Cool, show us a picture of your awesome modern retro hardware :slight_smile:

Hehe that step is yet to come, plan is to mount it in a blank faceplate but i don’t know what to use for power. in the meantime its all connected in a protoboard.

I’ve not enough experience with Arduino code yet to comment on the NodeMCU code. ButI do have a suggestion for the OH Rules.

  • Where possible always use the Item method instead of the actions for sendCommand and postUpdate:

  • Since the Encoder Mode can only have one of two states you can use a Switch or a Contact Item instead of a Number and use a transform in the MQTT config to convert the 1/2 to ON/OFF or OPEN/CLOSED.

  • I try to encourage structuring Rules as follows: First calculate what needs to be done and then do it. This usually results in shorter rules but the real benefit is that should you need to do more work or change what needs to be done you only have to change it in one place.

rule "Rotary encoder"
    Item Rotary_Encoder changed
    // calculate what needs to be done
    if(Rotary_Encoder.state == NULL) return; // fail fast

    val lightIntensity = RotaryEncoder.state as Number
    val d = if(Rotary_Encoder.state == 1) Dimmer_Downlight_Stue else Dimmer_Lampetter // assuming only 1 and 2 are valid states

    // do it

With the above, if you wanted to add some logging or some additional checking or calculations before sending the command to dim the light, now you only have to do it in one place instead of in each clause of an if/else.

Thanks for posting! When you figure out how to power it and install it I bet the community would love to see the hardware details as well.

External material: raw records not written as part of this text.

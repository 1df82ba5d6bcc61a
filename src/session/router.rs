// ABOUTME: SessionEventRouter - classifies inbound events and routes them to
// ABOUTME: transcript state, tool execution, or the credential broker.

use std::collections::HashMap;
use std::sync::Arc;

use tokio::sync::{Mutex, RwLock, mpsc};
use tokio::task::JoinHandle;

use super::event::{CreatedItem, InboundEvent};
use super::frame::OutboundFrame;
use super::state::{ConnectionStatus, Role, SessionState};
use crate::channel::{SessionChannel, WsTransport};
use crate::credential::CredentialBroker;
use crate::error::{BridgeError, ChannelError};
use crate::tool::{Executor, ToolInvocation};

/// Routes one session's inbound event stream.
///
/// Events are classified in arrival order on a single consumption path.
/// Tool execution is dispatched to its own task so the router keeps
/// consuming while calls are in flight; completions correlate back to their
/// originating call id, never to arrival order.
pub struct SessionEventRouter {
    state: Arc<RwLock<SessionState>>,
    executor: Arc<Executor>,
    broker: CredentialBroker,
    channel: SessionChannel,
    in_flight: Arc<Mutex<HashMap<String, JoinHandle<()>>>>,
}

impl SessionEventRouter {
    /// Create a router for one session.
    pub fn new(executor: Executor, broker: CredentialBroker, channel: SessionChannel) -> Self {
        Self {
            state: Arc::new(RwLock::new(SessionState::new())),
            executor: Arc::new(executor),
            broker,
            channel,
            in_flight: Arc::new(Mutex::new(HashMap::new())),
        }
    }

    /// Shared handle to the session state, for display layers.
    pub fn state(&self) -> Arc<RwLock<SessionState>> {
        Arc::clone(&self.state)
    }

    /// Consume an inbound stream until the transport drains, bracketing it
    /// with the connection lifecycle transitions.
    pub async fn run(&self, mut inbound: mpsc::Receiver<String>) {
        self.handle_event(InboundEvent::ConnectionOpened).await;
        while let Some(raw) = inbound.recv().await {
            self.handle_raw(&raw).await;
        }
        self.handle_event(InboundEvent::ConnectionClosed).await;
    }

    /// Connect a WebSocket transport and consume the session until the
    /// peer closes. Reconnection is caller-initiated: call this again after
    /// it returns to establish a fresh connection.
    pub async fn run_ws(&self, url: &str) -> Result<(), BridgeError> {
        if self.channel.is_connected().await {
            return Err(ChannelError::Connection(
                "a transport is already active".to_string(),
            )
            .into());
        }
        self.state
            .write()
            .await
            .set_status(ConnectionStatus::Connecting);
        let (transport, inbound) = match WsTransport::connect(url).await {
            Ok(connected) => connected,
            Err(e) => {
                self.state
                    .write()
                    .await
                    .set_status(ConnectionStatus::Disconnected);
                return Err(e.into());
            }
        };
        self.channel.connect(transport).await;
        self.run(inbound).await;
        Ok(())
    }

    /// Classify and route one raw frame.
    ///
    /// Malformed frames are logged and dropped; they never stall the stream.
    pub async fn handle_raw(&self, raw: &str) {
        match InboundEvent::parse(raw) {
            Ok(event) => self.handle_event(event).await,
            Err(e) => tracing::warn!(error = %e, "dropping malformed inbound frame"),
        }
    }

    /// Route one classified event.
    pub async fn handle_event(&self, event: InboundEvent) {
        match event {
            InboundEvent::ItemCreated(item) => self.on_item_created(item).await,
            InboundEvent::TranscriptDelta { item_id, delta } => {
                self.state.write().await.append_transcript(&item_id, &delta);
            }
            InboundEvent::TranscriptDone {
                item_id,
                transcript,
            } => {
                self.state.write().await.set_transcript(&item_id, transcript);
            }
            InboundEvent::FunctionCall(invocation) => self.dispatch(invocation).await,
            InboundEvent::TokenUpdate { token } => self.broker.update(token).await,
            InboundEvent::TokenRevoke => self.broker.revoke().await,
            InboundEvent::ConnectionOpened => self.on_connected().await,
            InboundEvent::ConnectionClosed => self.on_disconnected().await,
            InboundEvent::Unknown { kind } => {
                tracing::warn!(kind = %kind, "dropping unknown event kind");
            }
        }
    }

    /// Number of tool calls still in flight.
    pub async fn in_flight(&self) -> usize {
        let mut tasks = self.in_flight.lock().await;
        tasks.retain(|_, handle| !handle.is_finished());
        tasks.len()
    }

    /// Await every in-flight tool call.
    pub async fn drain(&self) {
        let handles: Vec<_> = {
            let mut tasks = self.in_flight.lock().await;
            tasks.drain().map(|(_, handle)| handle).collect()
        };
        for handle in handles {
            let _ = handle.await;
        }
    }

    async fn on_item_created(&self, item: CreatedItem) {
        let mut state = self.state.write().await;
        match item.kind.as_str() {
            "message" => {
                let role = item.role.unwrap_or(Role::Assistant);
                let text = item.text();
                state.push_message(&item.id, role, text);
            }
            "function_call" => {
                state.upsert_function_call(&item.id, &item.call_id, &item.name, &item.arguments);
            }
            other => {
                tracing::debug!(kind = %other, "ignoring conversation item kind");
            }
        }
    }

    /// Spawn execution for a function call without blocking the stream.
    async fn dispatch(&self, invocation: ToolInvocation) {
        {
            let mut tasks = self.in_flight.lock().await;
            tasks.retain(|_, handle| !handle.is_finished());
            if tasks.contains_key(&invocation.call_id) {
                tracing::warn!(call_id = %invocation.call_id, "duplicate call id, ignoring");
                return;
            }
        }

        self.state.write().await.upsert_function_call(
            &invocation.call_id,
            &invocation.call_id,
            &invocation.name,
            &invocation.arguments,
        );

        let call_id = invocation.call_id.clone();
        let executor = Arc::clone(&self.executor);
        let state = Arc::clone(&self.state);
        let channel = self.channel.clone();

        let handle = tokio::spawn(async move {
            let output = executor.execute(&invocation).await;

            state.write().await.complete_function_call(
                &output.call_id,
                output.output.clone(),
                output.is_error,
            );

            // Results that outlive their connection are discarded, never
            // redelivered on a later transport.
            let frame = OutboundFrame::function_call_output(&output);
            match channel.send(&frame).await {
                Ok(()) => {
                    if let Err(e) = channel.send(&OutboundFrame::ResponseCreate).await {
                        tracing::warn!(call_id = %output.call_id, error = %e,
                            "failed to send response continuation");
                    }
                }
                Err(ChannelError::NotConnected) => {
                    tracing::warn!(call_id = %output.call_id,
                        "connection closed before result delivery, discarding");
                }
                Err(e) => {
                    tracing::warn!(call_id = %output.call_id, error = %e,
                        "failed to send tool result");
                }
            }
        });

        self.in_flight.lock().await.insert(call_id, handle);
    }

    async fn on_connected(&self) {
        self.state.write().await.set_status(ConnectionStatus::Connected);

        // Single hook point for credential replay: a token installed while
        // disconnected is delivered as soon as the transport is live.
        if let Some(token) = self.broker.token().await {
            if let Err(e) = self.channel.send(&OutboundFrame::TokenUpdate { token }).await {
                tracing::warn!(error = %e, "failed to replay credential on connect");
            }
        }
    }

    async fn on_disconnected(&self) {
        self.state
            .write()
            .await
            .set_status(ConnectionStatus::Disconnected);
        // Clear the transport so a new connection can be installed.
        // In-flight tool calls keep running; their sends fail NotConnected.
        self.channel.disconnect().await;
    }
}
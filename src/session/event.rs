// ABOUTME: Inbound event envelope - classifies raw frames from the upstream
// ABOUTME: session into the kinds the router knows how to handle.

use serde::Deserialize;
use serde_json::Value;

use super::state::Role;
use crate::tool::ToolInvocation;

/// A transcript item as announced by `conversation.item.created`.
#[derive(Debug, Clone, Deserialize)]
pub struct CreatedItem {
    #[serde(default)]
    pub id: String,
    #[serde(rename = "type")]
    pub kind: String,
    pub role: Option<Role>,
    #[serde(default)]
    pub content: Vec<Value>,
    #[serde(default)]
    pub call_id: String,
    #[serde(default)]
    pub name: String,
    #[serde(default)]
    pub arguments: String,
}

impl CreatedItem {
    /// Flatten the content blocks into display text.
    ///
    /// Message content arrives as blocks carrying either `text` or, for
    /// audio items, `transcript`.
    pub fn text(&self) -> String {
        self.content
            .iter()
            .filter_map(|block| {
                block
                    .get("text")
                    .or_else(|| block.get("transcript"))
                    .and_then(Value::as_str)
            })
            .collect::<Vec<_>>()
            .join("")
    }
}

/// A classified inbound event.
///
/// Every recognized `type` maps to one variant; anything else becomes
/// [`InboundEvent::Unknown`] so the stream stays forward compatible.
#[derive(Debug, Clone)]
pub enum InboundEvent {
    /// `conversation.item.created`
    ItemCreated(CreatedItem),
    /// `response.audio_transcript.delta`
    TranscriptDelta { item_id: String, delta: String },
    /// `response.audio_transcript.done`
    TranscriptDone { item_id: String, transcript: String },
    /// `response.function_call_arguments.done`
    FunctionCall(ToolInvocation),
    /// `google.token.update` - credential sideband, not transcript state.
    TokenUpdate { token: String },
    /// `google.token.revoke`
    TokenRevoke,
    /// `connection.opened` - lifecycle marker.
    ConnectionOpened,
    /// `connection.closed`
    ConnectionClosed,
    /// Any unrecognized kind; logged and dropped by the router.
    Unknown { kind: String },
}

impl InboundEvent {
    /// Classify a raw inbound frame.
    ///
    /// Fails only when the frame is not JSON or a recognized kind is missing
    /// its required fields; unrecognized kinds parse to `Unknown`.
    pub fn parse(raw: &str) -> Result<Self, serde_json::Error> {
        let value: Value = serde_json::from_str(raw)?;
        let kind = value
            .get("type")
            .and_then(Value::as_str)
            .unwrap_or_default()
            .to_string();

        match kind.as_str() {
            "conversation.item.created" => {
                #[derive(Deserialize)]
                struct Envelope {
                    item: CreatedItem,
                }
                let envelope: Envelope = serde_json::from_value(value)?;
                Ok(Self::ItemCreated(envelope.item))
            }
            "response.audio_transcript.delta" => {
                #[derive(Deserialize)]
                struct Envelope {
                    item_id: String,
                    delta: String,
                }
                let envelope: Envelope = serde_json::from_value(value)?;
                Ok(Self::TranscriptDelta {
                    item_id: envelope.item_id,
                    delta: envelope.delta,
                })
            }
            "response.audio_transcript.done" => {
                #[derive(Deserialize)]
                struct Envelope {
                    item_id: String,
                    transcript: String,
                }
                let envelope: Envelope = serde_json::from_value(value)?;
                Ok(Self::TranscriptDone {
                    item_id: envelope.item_id,
                    transcript: envelope.transcript,
                })
            }
            "response.function_call_arguments.done" => {
                let invocation: ToolInvocation = serde_json::from_value(value)?;
                Ok(Self::FunctionCall(invocation))
            }
            "google.token.update" => {
                #[derive(Deserialize)]
                struct Envelope {
                    token: String,
                }
                let envelope: Envelope = serde_json::from_value(value)?;
                Ok(Self::TokenUpdate {
                    token: envelope.token,
                })
            }
            "google.token.revoke" => Ok(Self::TokenRevoke),
            "connection.opened" => Ok(Self::ConnectionOpened),
            "connection.closed" => Ok(Self::ConnectionClosed),
            _ => Ok(Self::Unknown { kind }),
        }
    }
}
// ABOUTME: Outbound frames - the envelopes sent back to the upstream session
// ABOUTME: for tool results, configuration changes, and credential sideband.

use serde::Serialize;

use crate::tool::ToolOutput;

/// The `function_call_output` item nested in a `conversation.item.create`.
#[derive(Debug, Clone, Serialize)]
pub struct FunctionCallOutputItem {
    #[serde(rename = "type")]
    pub kind: String,
    pub call_id: String,
    pub output: String,
}

/// A frame sent to the upstream session.
///
/// Serialized shapes are wire contracts and must match the upstream
/// protocol byte-for-byte in structure.
#[derive(Debug, Clone, Serialize)]
#[serde(tag = "type")]
pub enum OutboundFrame {
    /// Deliver a tool result for a call id.
    #[serde(rename = "conversation.item.create")]
    ItemCreate { item: FunctionCallOutputItem },

    /// Ask the model to continue after a tool result.
    #[serde(rename = "response.create")]
    ResponseCreate,

    /// User-initiated session configuration change.
    #[serde(rename = "session.update")]
    SessionUpdate { session: serde_json::Value },

    /// Credential sideband: install a token on the other side.
    #[serde(rename = "google.token.update")]
    TokenUpdate { token: String },

    /// Credential sideband: clear the token on the other side.
    #[serde(rename = "google.token.revoke")]
    TokenRevoke,
}

impl OutboundFrame {
    /// Wrap a tool output in its delivery envelope.
    pub fn function_call_output(output: &ToolOutput) -> Self {
        Self::ItemCreate {
            item: FunctionCallOutputItem {
                kind: "function_call_output".to_string(),
                call_id: output.call_id.clone(),
                output: output.output.clone(),
            },
        }
    }
}
// ABOUTME: Built-in tools the upstream model can invoke during a session.
// ABOUTME: Weather lookup, person search, and calendar read/write.

mod calendar;
mod person_search;
mod weather;

pub use calendar::{CreateCalendarEventTool, GetCalendarEventsTool};
pub use person_search::PersonSearchTool;
pub use weather::WeatherTool;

Thanks for the reply:-) As you maybe can see in the Arduino code the encoder mode can have more states( 3 so far but can be more), so I could not figure out how to do it without several IF statements. Can your example be adapted to that?


rule "Rotary encoder"
    Item Rotary_Encoder changed
    // calculate what needs to be done
    if(Rotary_Encoder.state == NULL) return; // fail fast

    val lightIntensity = RotaryEncoder.state as Number
    val d = null
    switch Rotary_Encoder_Mode.state as Number {
        case 1: d = Dimmer_Downlight_Stue
        case 2: d = Dimmer_Lampetter
        case 3: d = ???

    // do it

Thank you very much :slight_smile: I will try it out tonight.